**Task brief:**
Search the records for the word "PayslipDetails" and copy every line in which it occurs.

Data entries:

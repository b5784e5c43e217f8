use anyhow::Result;
use bigdecimal::BigDecimal;
use chrono::{NaiveDate, Utc};
use sqlx::types::Json;
use sqlx::{PgPool, Postgres, Transaction};
use uuid::Uuid;

use crate::database::models::{
    Payroll, PayrollInput, PayrollStatus, Payslip, PayslipDetails,
};

const PAYROLL_COLUMNS: &str = r#"
    id, company_id, cutoff_start, cutoff_end, payout_date, status,
    finalized_by, finalized_at, created_at, updated_at
"#;

const PAYSLIP_COLUMNS: &str = r#"
    id, payroll_id, employee_id, reference_no, basic_pay, allowance,
    overtime_pay, gross_pay, sss_ee, philhealth_ee, pagibig_ee,
    withholding_tax, other_deductions, total_deductions, net_pay, details,
    created_at, updated_at
"#;

/// Amounts for one generated payslip, inserted inside the batch transaction.
#[derive(Debug, Clone)]
pub struct NewPayslip {
    pub employee_id: Uuid,
    pub reference_no: String,
    pub basic_pay: BigDecimal,
    pub allowance: BigDecimal,
    pub overtime_pay: BigDecimal,
    pub gross_pay: BigDecimal,
    pub sss_ee: BigDecimal,
    pub philhealth_ee: BigDecimal,
    pub pagibig_ee: BigDecimal,
    pub withholding_tax: BigDecimal,
    pub other_deductions: BigDecimal,
    pub total_deductions: BigDecimal,
    pub net_pay: BigDecimal,
    pub details: PayslipDetails,
}

#[derive(Clone)]
pub struct PayrollRepository {
    pool: PgPool,
}

impl PayrollRepository {
    pub fn new(pool: PgPool) -> Self {
        Self { pool }
    }

    pub async fn insert_payroll(
        &self,
        tx: &mut Transaction<'_, Postgres>,
        input: &PayrollInput,
    ) -> Result<Payroll> {
        let now = Utc::now();

        let payroll = sqlx::query_as::<_, Payroll>(&format!(
            r#"
            INSERT INTO
                payrolls (
                    company_id, cutoff_start, cutoff_end, payout_date,
                    status, created_at, updated_at
                )
            VALUES
                ($1, $2, $3, $4, $5, $6, $6)
            RETURNING {}
            "#,
            PAYROLL_COLUMNS
        ))
        .bind(input.company_id)
        .bind(input.cutoff_start)
        .bind(input.cutoff_end)
        .bind(input.payout_date)
        .bind(PayrollStatus::Draft)
        .bind(now)
        .fetch_one(&mut **tx)
        .await?;

        Ok(payroll)
    }

    pub async fn find_by_id(&self, id: Uuid) -> Result<Option<Payroll>> {
        let payroll = sqlx::query_as::<_, Payroll>(&format!(
            "SELECT {} FROM payrolls WHERE id = $1",
            PAYROLL_COLUMNS
        ))
        .bind(id)
        .fetch_optional(&self.pool)
        .await?;

        Ok(payroll)
    }

    /// Row-locked read used by the status transitions.
    pub async fn find_by_id_for_update(
        &self,
        tx: &mut Transaction<'_, Postgres>,
        id: Uuid,
    ) -> Result<Option<Payroll>> {
        let payroll = sqlx::query_as::<_, Payroll>(&format!(
            "SELECT {} FROM payrolls WHERE id = $1 FOR UPDATE",
            PAYROLL_COLUMNS
        ))
        .bind(id)
        .fetch_optional(&mut **tx)
        .await?;

        Ok(payroll)
    }

    pub async fn find_by_cutoff(
        &self,
        company_id: Uuid,
        cutoff_start: NaiveDate,
        cutoff_end: NaiveDate,
    ) -> Result<Option<Payroll>> {
        let payroll = sqlx::query_as::<_, Payroll>(&format!(
            r#"
            SELECT {}
            FROM payrolls
            WHERE company_id = $1 AND cutoff_start = $2 AND cutoff_end = $3
            "#,
            PAYROLL_COLUMNS
        ))
        .bind(company_id)
        .bind(cutoff_start)
        .bind(cutoff_end)
        .fetch_optional(&self.pool)
        .await?;

        Ok(payroll)
    }

    pub async fn list_by_company(&self, company_id: Uuid) -> Result<Vec<Payroll>> {
        let payrolls = sqlx::query_as::<_, Payroll>(&format!(
            r#"
            SELECT {}
            FROM payrolls
            WHERE company_id = $1
            ORDER BY cutoff_start DESC
            "#,
            PAYROLL_COLUMNS
        ))
        .bind(company_id)
        .fetch_all(&self.pool)
        .await?;

        Ok(payrolls)
    }

    pub async fn set_status(
        &self,
        tx: &mut Transaction<'_, Postgres>,
        id: Uuid,
        status: PayrollStatus,
        actor: Option<Uuid>,
    ) -> Result<Payroll> {
        let now = Utc::now();
        let stamp_finalized = status == PayrollStatus::Finalized;

        let payroll = sqlx::query_as::<_, Payroll>(&format!(
            r#"
            UPDATE payrolls
            SET
                status = $1,
                finalized_by = CASE WHEN $2 THEN $3 ELSE finalized_by END,
                finalized_at = CASE WHEN $2 THEN $4 ELSE finalized_at END,
                updated_at = $4
            WHERE
                id = $5
            RETURNING {}
            "#,
            PAYROLL_COLUMNS
        ))
        .bind(status)
        .bind(stamp_finalized)
        .bind(actor)
        .bind(now)
        .bind(id)
        .fetch_one(&mut **tx)
        .await?;

        Ok(payroll)
    }

    /// Draft deletion cascades to payslips via the schema.
    pub async fn delete(&self, id: Uuid) -> Result<()> {
        sqlx::query("DELETE FROM payrolls WHERE id = $1")
            .bind(id)
            .execute(&self.pool)
            .await?;

        Ok(())
    }

    pub async fn insert_payslip(
        &self,
        tx: &mut Transaction<'_, Postgres>,
        payroll_id: Uuid,
        payslip: &NewPayslip,
    ) -> Result<Payslip> {
        let now = Utc::now();

        let row = sqlx::query_as::<_, Payslip>(&format!(
            r#"
            INSERT INTO
                payslips (
                    payroll_id, employee_id, reference_no, basic_pay,
                    allowance, overtime_pay, gross_pay, sss_ee, philhealth_ee,
                    pagibig_ee, withholding_tax, other_deductions,
                    total_deductions, net_pay, details, created_at, updated_at
                )
            VALUES
                ($1, $2, $3, $4, $5, $6, $7, $8, $9, $10, $11, $12, $13, $14,
                 $15, $16, $16)
            RETURNING {}
            "#,
            PAYSLIP_COLUMNS
        ))
        .bind(payroll_id)
        .bind(payslip.employee_id)
        .bind(&payslip.reference_no)
        .bind(&payslip.basic_pay)
        .bind(&payslip.allowance)
        .bind(&payslip.overtime_pay)
        .bind(&payslip.gross_pay)
        .bind(&payslip.sss_ee)
        .bind(&payslip.philhealth_ee)
        .bind(&payslip.pagibig_ee)
        .bind(&payslip.withholding_tax)
        .bind(&payslip.other_deductions)
        .bind(&payslip.total_deductions)
        .bind(&payslip.net_pay)
        .bind(Json(&payslip.details))
        .bind(now)
        .fetch_one(&mut **tx)
        .await?;

        Ok(row)
    }

    pub async fn payslips_for(&self, payroll_id: Uuid) -> Result<Vec<Payslip>> {
        let payslips = sqlx::query_as::<_, Payslip>(&format!(
            r#"
            SELECT {}
            FROM payslips
            WHERE payroll_id = $1
            ORDER BY reference_no
            "#,
            PAYSLIP_COLUMNS
        ))
        .bind(payroll_id)
        .fetch_all(&self.pool)
        .await?;

        Ok(payslips)
    }

    pub async fn find_payslip(&self, id: Uuid) -> Result<Option<Payslip>> {
        let payslip = sqlx::query_as::<_, Payslip>(&format!(
            "SELECT {} FROM payslips WHERE id = $1",
            PAYSLIP_COLUMNS
        ))
        .bind(id)
        .fetch_optional(&self.pool)
        .await?;

        Ok(payslip)
    }

    pub async fn update_payslip(&self, payslip: &Payslip) -> Result<Payslip> {
        let now = Utc::now();

        let row = sqlx::query_as::<_, Payslip>(&format!(
            r#"
            UPDATE payslips
            SET
                basic_pay = $1,
                allowance = $2,
                overtime_pay = $3,
                gross_pay = $4,
                sss_ee = $5,
                philhealth_ee = $6,
                pagibig_ee = $7,
                withholding_tax = $8,
                other_deductions = $9,
                total_deductions = $10,
                net_pay = $11,
                updated_at = $12
            WHERE
                id = $13
            RETURNING {}
            "#,
            PAYSLIP_COLUMNS
        ))
        .bind(&payslip.basic_pay)
        .bind(&payslip.allowance)
        .bind(&payslip.overtime_pay)
        .bind(&payslip.gross_pay)
        .bind(&payslip.sss_ee)
        .bind(&payslip.philhealth_ee)
        .bind(&payslip.pagibig_ee)
        .bind(&payslip.withholding_tax)
        .bind(&payslip.other_deductions)
        .bind(&payslip.total_deductions)
        .bind(&payslip.net_pay)
        .bind(now)
        .bind(payslip.id)
        .fetch_one(&self.pool)
        .await?;

        Ok(row)
    }

    /// The single lock query every attendance mutation path goes through:
    /// is the date covered by a finalized or paid payroll for this company?
    pub async fn is_date_locked(&self, company_id: Uuid, date: NaiveDate) -> Result<bool> {
        let locked = sqlx::query_scalar::<_, bool>(
            r#"
            SELECT EXISTS(
                SELECT 1
                FROM payrolls
                WHERE company_id = $1
                  AND status IN ('finalized', 'paid')
                  AND $2 BETWEEN cutoff_start AND cutoff_end
            )
            "#,
        )
        .bind(company_id)
        .bind(date)
        .fetch_one(&self.pool)
        .await?;

        Ok(locked)
    }
}
use anyhow::Result;
use sqlx::PgPool;
use uuid::Uuid;

use crate::database::models::{Employee, Employment, ShiftTemplate};

const EMPLOYEE_COLUMNS: &str = r#"
    id, company_id, employee_no, first_name, last_name, email,
    sss_no, philhealth_no, pagibig_no, tin_no, created_at, updated_at
"#;

const EMPLOYMENT_COLUMNS: &str = r#"
    id, employee_id, company_id, position, basic_rate, allowance,
    shift_template_id, work_days, grace_period_minutes, late_policy,
    is_overtime_allowed, is_sss_deducted, is_philhealth_deducted,
    is_pagibig_deducted, is_tax_deducted, is_active, start_date, end_date,
    created_at, updated_at
"#;

/// Read-only view over the employee roster and active employment
/// assignments; the records themselves are maintained by the HR CRUD
/// surface outside this service.
#[derive(Clone)]
pub struct EmployeeRepository {
    pool: PgPool,
}

impl EmployeeRepository {
    pub fn new(pool: PgPool) -> Self {
        Self { pool }
    }

    pub async fn find_by_id(&self, id: Uuid) -> Result<Option<Employee>> {
        let employee = sqlx::query_as::<_, Employee>(&format!(
            "SELECT {} FROM employees WHERE id = $1",
            EMPLOYEE_COLUMNS
        ))
        .bind(id)
        .fetch_optional(&self.pool)
        .await?;

        Ok(employee)
    }

    pub async fn list_by_company(&self, company_id: Uuid) -> Result<Vec<Employee>> {
        let employees = sqlx::query_as::<_, Employee>(&format!(
            "SELECT {} FROM employees WHERE company_id = $1 ORDER BY last_name, first_name",
            EMPLOYEE_COLUMNS
        ))
        .bind(company_id)
        .fetch_all(&self.pool)
        .await?;

        Ok(employees)
    }

    pub async fn find_active_employment(&self, employee_id: Uuid) -> Result<Option<Employment>> {
        let employment = sqlx::query_as::<_, Employment>(&format!(
            r#"
            SELECT {}
            FROM employments
            WHERE employee_id = $1 AND is_active = TRUE
            ORDER BY start_date DESC
            LIMIT 1
            "#,
            EMPLOYMENT_COLUMNS
        ))
        .bind(employee_id)
        .fetch_optional(&self.pool)
        .await?;

        Ok(employment)
    }

    /// The payroll roster: every active employment assignment in a company.
    pub async fn list_active_employments(&self, company_id: Uuid) -> Result<Vec<Employment>> {
        let employments = sqlx::query_as::<_, Employment>(&format!(
            r#"
            SELECT {}
            FROM employments
            WHERE company_id = $1 AND is_active = TRUE
            ORDER BY created_at
            "#,
            EMPLOYMENT_COLUMNS
        ))
        .bind(company_id)
        .fetch_all(&self.pool)
        .await?;

        Ok(employments)
    }

    pub async fn find_shift_template(&self, id: Uuid) -> Result<Option<ShiftTemplate>> {
        let shift = sqlx::query_as::<_, ShiftTemplate>(
            r#"
            SELECT
                id, company_id, name, start_time, end_time, created_at, updated_at
            FROM
                shift_templates
            WHERE
                id = $1
            "#,
        )
        .bind(id)
        .fetch_optional(&self.pool)
        .await?;

        Ok(shift)
    }
}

**Output for this exercise:**
    Payroll, PayrollInput, PayrollStatus, Payslip, PayslipDetails,
    pub details: PayslipDetails,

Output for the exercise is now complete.